• **YOUR OBJECTIVE**
Where in the data does the word "BTreeSet" appear? Find those lines and copy them.

• **THE INPUT**
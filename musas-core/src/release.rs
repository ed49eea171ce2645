//! # Release Publisher
//!
//! Uploads packaged models as tagged releases and verifies that every
//! local package ended up remote with exactly the two expected assets.
//! This is the only component that talks to the outside world; everything
//! it consumes is the packager's on-disk output.
//!
//! There is no retry logic. A duplicate release or a rate limited request
//! surfaces as an error with a hint and aborts the run.

use std::collections::BTreeSet;
use std::fs;
use std::path::{Path, PathBuf};

use serde::Deserialize;
use serde_json::json;
use tracing::info;

use crate::error::{Error, Result};
use crate::{REPO_NAME, REPO_OWNER};

const API_BASE: &str = "https://api.github.com";
const UPLOAD_BASE: &str = "https://uploads.github.com";

/// A remote release as returned by the listing endpoint.
#[derive(Debug, Clone, Deserialize)]
pub struct Release {
    pub tag_name: String,
    pub assets: Vec<ReleaseAsset>,
}

#[derive(Debug, Clone, Deserialize)]
pub struct ReleaseAsset {
    pub name: String,
}

#[derive(Debug, Deserialize)]
struct CreatedRelease {
    id: u64,
}

/// Publishes packaged model folders as GitHub releases.
pub struct Publisher {
    client: reqwest::blocking::Client,
    token: String,
}

impl Publisher {
    /// Reads the personal access token from a JSON file of the form
    /// `{"PAT": "..."}`. Refuses to start on a missing or empty token.
    pub fn from_token_file(path: &Path) -> Result<Self> {
        let token = read_token(path)?;
        let client = reqwest::blocking::Client::builder()
            .user_agent(concat!("musas-models/", env!("CARGO_PKG_VERSION")))
            .build()?;
        Ok(Self { client, token })
    }

    /// Uploads one release per package folder in `models_directory`, then
    /// verifies the remote state. Duplicate tag names fail before any
    /// network call is made.
    pub fn publish(&self, models_directory: &Path) -> Result<()> {
        let package_dirs = package_dirs(models_directory)?;
        let tags: Vec<String> = package_dirs
            .iter()
            .map(|dir| folder_name(dir))
            .collect();

        let duplicates = duplicate_tags(&tags);
        if !duplicates.is_empty() {
            return Err(Error::DuplicateModelNames(duplicates));
        }

        for package_dir in &package_dirs {
            self.publish_one(package_dir)?;
        }

        let releases = self.list_releases()?;
        verify_releases(&tags, &releases)
    }

    fn publish_one(&self, package_dir: &Path) -> Result<()> {
        let tag = folder_name(package_dir);

        let readme_path = package_dir.join("README.md");
        if !readme_path.exists() {
            return Err(Error::ReadmeMissing(readme_path));
        }
        let body = fs::read_to_string(&readme_path).map_err(|err| Error::io(&readme_path, err))?;

        let assets = local_assets(package_dir, &tag)?;

        let url = format!("{API_BASE}/repos/{REPO_OWNER}/{REPO_NAME}/releases");
        let response = self
            .client
            .post(&url)
            .bearer_auth(&self.token)
            .json(&json!({
                "tag_name": tag,
                "target_commitish": "main",
                "name": tag,
                "body": body,
                "draft": false,
                "prerelease": false,
            }))
            .send()?;
        let status = response.status();
        if !status.is_success() {
            return Err(Error::Release {
                tag,
                hint: "a release with this tag may already exist, or the API rate limit was hit",
                message: format!("{status}: {}", response.text().unwrap_or_default()),
            });
        }
        let created: CreatedRelease = response.json()?;

        for asset_path in &assets {
            self.upload_asset(&tag, created.id, asset_path)?;
        }
        info!(tag = %tag, "published release");
        Ok(())
    }

    fn upload_asset(&self, tag: &str, release_id: u64, asset_path: &Path) -> Result<()> {
        let asset_name = folder_name(asset_path);
        let contents = fs::read(asset_path).map_err(|err| Error::io(asset_path, err))?;
        let url = format!(
            "{UPLOAD_BASE}/repos/{REPO_OWNER}/{REPO_NAME}/releases/{release_id}/assets"
        );
        let response = self
            .client
            .post(&url)
            .query(&[("name", asset_name.as_str())])
            .bearer_auth(&self.token)
            .header(reqwest::header::CONTENT_TYPE, "application/octet-stream")
            .body(contents)
            .send()?;
        let status = response.status();
        if !status.is_success() {
            return Err(Error::Release {
                tag: tag.to_string(),
                hint: "asset upload was rejected",
                message: format!(
                    "{status} while uploading `{asset_name}`: {}",
                    response.text().unwrap_or_default()
                ),
            });
        }
        Ok(())
    }

    fn list_releases(&self) -> Result<Vec<Release>> {
        let mut releases = Vec::new();
        let url = format!("{API_BASE}/repos/{REPO_OWNER}/{REPO_NAME}/releases");
        for page in 1.. {
            let page_releases: Vec<Release> = self
                .client
                .get(&url)
                .bearer_auth(&self.token)
                .query(&[("per_page", "100"), ("page", &page.to_string())])
                .send()?
                .error_for_status()?
                .json()?;
            if page_releases.is_empty() {
                break;
            }
            releases.extend(page_releases);
        }
        Ok(releases)
    }
}

/// The two asset names every release must carry for its tag.
pub fn expected_assets(tag: &str) -> [String; 2] {
    [format!("{tag}-py3-none-any.whl"), format!("{tag}.tar.gz")]
}

/// Tags that occur more than once, in first-seen order.
pub fn duplicate_tags(tags: &[String]) -> Vec<String> {
    let mut seen = BTreeSet::new();
    let mut duplicates = Vec::new();
    for tag in tags {
        if !seen.insert(tag.as_str()) && !duplicates.contains(tag) {
            duplicates.push(tag.clone());
        }
    }
    duplicates
}

/// Post-publish invariant: every local tag has a remote release with
/// exactly the two expected assets. Violations are consolidated into one
/// error listing all missing or incomplete tags.
pub fn verify_releases(local_tags: &[String], releases: &[Release]) -> Result<()> {
    let mut pending: BTreeSet<&str> = local_tags.iter().map(String::as_str).collect();
    for release in releases {
        let mut expected: BTreeSet<String> = expected_assets(&release.tag_name).into();
        for asset in &release.assets {
            expected.remove(&asset.name);
        }
        let complete = expected.is_empty() && release.assets.len() == 2;
        if complete {
            pending.remove(release.tag_name.as_str());
        }
    }
    if pending.is_empty() {
        Ok(())
    } else {
        Err(Error::MissingReleases(
            pending.into_iter().map(String::from).collect(),
        ))
    }
}

fn read_token(path: &Path) -> Result<String> {
    if !path.exists() {
        return Err(Error::MissingToken(path.to_path_buf()));
    }
    let raw = fs::read_to_string(path).map_err(|err| Error::io(path, err))?;
    let parsed: serde_json::Map<String, serde_json::Value> = serde_json::from_str(&raw)?;
    match parsed.get("PAT").and_then(serde_json::Value::as_str) {
        Some(token) if !token.is_empty() => Ok(token.to_string()),
        _ => Err(Error::MissingToken(path.to_path_buf())),
    }
}

fn package_dirs(models_directory: &Path) -> Result<Vec<PathBuf>> {
    let mut dirs: Vec<PathBuf> = fs::read_dir(models_directory)
        .map_err(|err| Error::io(models_directory, err))?
        .collect::<std::io::Result<Vec<_>>>()
        .map_err(|err| Error::io(models_directory, err))?
        .into_iter()
        .map(|entry| entry.path())
        .filter(|path| path.is_dir())
        .collect();
    dirs.sort();
    Ok(dirs)
}

fn folder_name(path: &Path) -> String {
    path.file_name()
        .map(|name| name.to_string_lossy().to_string())
        .unwrap_or_default()
}

/// Checks that `dist/` holds exactly the two expected assets for `tag`
/// and returns their paths, wheel first.
fn local_assets(package_dir: &Path, tag: &str) -> Result<Vec<PathBuf>> {
    let dist_dir = package_dir.join("dist");
    let mut paths: Vec<PathBuf> = fs::read_dir(&dist_dir)
        .map_err(|err| Error::io(&dist_dir, err))?
        .collect::<std::io::Result<Vec<_>>>()
        .map_err(|err| Error::io(&dist_dir, err))?
        .into_iter()
        .map(|entry| entry.path())
        .collect();
    paths.sort();
    if paths.len() != 2 {
        return Err(Error::DistFileCount {
            dir: dist_dir,
            count: paths.len(),
        });
    }
    let expected = expected_assets(tag);
    for path in &paths {
        if !expected.contains(&folder_name(path)) {
            return Err(Error::UnexpectedDistFile(path.clone()));
        }
    }
    Ok(paths)
}

#[cfg(test)]
mod tests {
    use std::io::Write;

    use pretty_assertions::assert_eq;

    use super::*;

    fn release(tag: &str, asset_names: &[&str]) -> Release {
        Release {
            tag_name: tag.to_string(),
            assets: asset_names
                .iter()
                .map(|name| ReleaseAsset {
                    name: name.to_string(),
                })
                .collect(),
        }
    }

    #[test]
    fn test_expected_asset_names() {
        assert_eq!(
            expected_assets("xx_single_none_contextual-0.3.0"),
            [
                "xx_single_none_contextual-0.3.0-py3-none-any.whl".to_string(),
                "xx_single_none_contextual-0.3.0.tar.gz".to_string(),
            ]
        );
    }

    #[test]
    fn test_duplicate_tags_found() {
        let tags = vec![
            "a-0.3.0".to_string(),
            "b-0.3.0".to_string(),
            "a-0.3.0".to_string(),
        ];
        assert_eq!(duplicate_tags(&tags), vec!["a-0.3.0".to_string()]);
        assert!(duplicate_tags(&tags[..2]).is_empty());
    }

    #[test]
    fn test_verify_accepts_complete_releases() {
        let tags = vec!["a-0.3.0".to_string()];
        let releases = vec![release(
            "a-0.3.0",
            &["a-0.3.0-py3-none-any.whl", "a-0.3.0.tar.gz"],
        )];
        verify_releases(&tags, &releases).unwrap();
    }

    #[test]
    fn test_verify_collects_all_missing_tags() {
        let tags = vec!["a-0.3.0".to_string(), "b-0.3.0".to_string()];
        // `a` is missing an asset, `b` is missing entirely.
        let releases = vec![release("a-0.3.0", &["a-0.3.0.tar.gz"])];
        let err = verify_releases(&tags, &releases).unwrap_err();
        match err {
            Error::MissingReleases(missing) => {
                assert_eq!(missing, vec!["a-0.3.0".to_string(), "b-0.3.0".to_string()]);
            }
            other => panic!("expected a missing releases error, got: {other}"),
        }
    }

    #[test]
    fn test_verify_rejects_extra_assets() {
        let tags = vec!["a-0.3.0".to_string()];
        let releases = vec![release(
            "a-0.3.0",
            &["a-0.3.0-py3-none-any.whl", "a-0.3.0.tar.gz", "stray.txt"],
        )];
        assert!(verify_releases(&tags, &releases).is_err());
    }

    #[test]
    fn test_token_file_parsing() {
        let mut file = tempfile::NamedTempFile::new().unwrap();
        file.write_all(br#"{"PAT": "ghp_sometoken"}"#).unwrap();
        assert_eq!(read_token(file.path()).unwrap(), "ghp_sometoken");
    }

    #[test]
    fn test_empty_token_refused() {
        let mut file = tempfile::NamedTempFile::new().unwrap();
        file.write_all(br#"{"PAT": ""}"#).unwrap();
        let err = read_token(file.path()).unwrap_err();
        assert!(matches!(err, Error::MissingToken(_)), "{err}");
    }

    #[test]
    fn test_missing_token_file_refused() {
        let err = read_token(Path::new("/definitely/not/here.json")).unwrap_err();
        assert!(matches!(err, Error::MissingToken(_)), "{err}");
    }

    #[test]
    fn test_local_assets_enforced_before_upload() {
        let package_dir = tempfile::tempdir().unwrap();
        let dist = package_dir.path().join("dist");
        fs::create_dir(&dist).unwrap();
        fs::write(dist.join("a-0.3.0-py3-none-any.whl"), b"wheel").unwrap();
        fs::write(dist.join("a-0.3.0.tar.gz"), b"sdist").unwrap();

        let assets = local_assets(package_dir.path(), "a-0.3.0").unwrap();
        assert_eq!(assets.len(), 2);

        let err = local_assets(package_dir.path(), "b-0.3.0").unwrap_err();
        assert!(matches!(err, Error::UnexpectedDistFile(_)), "{err}");
    }
}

• **EXERCISE RESPONSE**
use std::collections::BTreeSet;
    let mut seen = BTreeSet::new();
    let mut pending: BTreeSet<&str> = local_tags.iter().map(String::as_str).collect();
        let mut expected: BTreeSet<String> = expected_assets(&release.tag_name).into();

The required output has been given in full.